Development of a novel preclinical pancreatic cancer research model: bioluminescence image-guided focal irradiation and tumor monitoring of orthotopic xenografts

Abstract

Purpose: We report on a novel preclinical pancreatic cancer research model that uses bioluminescence imaging (BLI)-guided irradiation of orthotopic xenograft tumors, sparing of surrounding normal tissues, and quantitative, noninvasive longitudinal assessment of treatment response.

Materials and methods: Luciferase-expressing MiaPaCa-2 pancreatic carcinoma cells were orthotopically injected in nude mice. BLI was compared to pathologic tumor volume, and photon emission was assessed over time. BLI was correlated to positron emission tomography (PET)/computed tomography (CT) to estimate tumor dimensions. BLI and cone-beam CT (CBCT) were used to compare tumor centroid location and estimate setup error. BLI and CBCT fusion was performed to guide irradiation of tumors using the small animal radiation research platform (SARRP). DNA damage was assessed by γ-H2Ax staining. BLI was used to longitudinally monitor treatment response.

Results: Bioluminescence predicted tumor volume (R = 0.8984) and increased linearly as a function of time up to a 10-fold increase in tumor burden. BLI correlated with PET/CT and necropsy specimen in size (P < .05). Two-dimensional BLI centroid accuracy was 3.5 mm relative to CBCT. BLI-guided irradiated pancreatic tumors stained positively for γ-H2Ax, whereas surrounding normal tissues were spared. Longitudinal assessment of irradiated tumors with BLI revealed significant tumor growth delay of 20 days relative to controls.

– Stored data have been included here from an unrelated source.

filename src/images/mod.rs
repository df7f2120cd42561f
pub mod handlers;
pub mod services;

use crate::state::AppState;
use axum::Router;

pub fn router() -> Router<AppState> {
    handlers::upload_routes()
}
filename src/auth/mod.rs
use crate::state::AppState;
use axum::Router;

mod claims;
pub mod dto;
pub(crate) mod extractors;
pub mod handlers;
pub mod jwt;
mod password;
pub mod services;

pub fn router() -> Router<AppState> {
    Router::new()
        .merge(handlers::auth_routes())
        .merge(handlers::me_routes())
}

Conclusions: We have successfully applied the SARRP to a bioluminescent, orthotopic preclinical pancreas cancer model to noninvasively: 1) allow the identification of tumor burden before therapy, 2) facilitate image-guided focal radiation therapy, and 3) allow normalization of tumor burden and longitudinal assessment of treatment response.

Figure 1

BLI accurately predicts tumor volume (A). Mean photon counts (p/s/cm²/Sr) of MiaPaCa-2-ELN heterotopic tumors of varying sizes correlated well with measured tumor volume as noted by linear regression analysis (R = 0.8984; A). Normalized luminescence of pancreatic tumors was determined as a function of time and shows a relatively linear increase in signal up to 10-fold after which plateaued growth was noted (B).

Figure 2

Radiation treatment planning and delivery to orthotopic pancreatic tumors. (A) Coronal CBCT image of anesthetized mouse obtained on the SARRP platform showing bony anatomy without clear ability to identify pancreatic tumor. (B) Offline bioluminescent coronal image of anesthetized mouse seen in A. Checkerboard fusion of images from A and B aligned to match external animal contour and identifiable internal anatomy showing excellent registration (C). (D) Double-exposure radiographs obtained in the treatment position on the SARRP identifying the radiation portal and confirming the area to be irradiated with 5 Gy in a single fraction (D).

Figure 3

Radiation dose-response curve of heterotopic tumors. MiaPaCa-2-ELN flank tumors irradiated with 5, 10, or 15 Gy in 5-Gy daily fractions and assessed longitudinally show equal levels of significant inhibition with cumulative doses of 10 and 15 Gy and an intermediate level of growth inhibition with 5 Gy relative to untreated controls.

Figure 4

Staining with 4′,6-diamidino-2-phenylindole dihydrochloride and γ-H2Ax of abdominal organ dissected after focused abdominal radiation per Figure 3 shows intense colocalized staining of pancreatic tumor, as well as transverse colon and greater curvature of stomach, which were partly within the radiation field (A; original magnification, x40). Other abdominal organs, including liver, lesser curvature of the stomach, and spleen, show minimal to no γ-H2Ax staining (A). Quantification of γ-H2Ax foci in A reported as the average sum of foci divided by the average number of nuclei in areas containing a minimum of 40 cells showing significantly higher quantities of staining in the pancreatic tumor relative to the liver, greater and lesser curvature of the stomach, spleen, and unirradiated control (B; P < .05).

Figure 5

Longitudinal monitoring of bioluminescent orthotopic pancreatic tumors treated with or without 5 Gy of BLI-guided radiation shows treated tumors with a significantly lower tumor burden confirmed by pathologic (C) and mean photon emission mean (F) relative to respective controls. This is graphically depicted in the same animals in A and B and in D and E. When followed over time, irradiated tumors (■) showed a significant growth inhibition of 24 days compared to untreated tumors (●) using a 10x increase in tumor burden as an end point (G).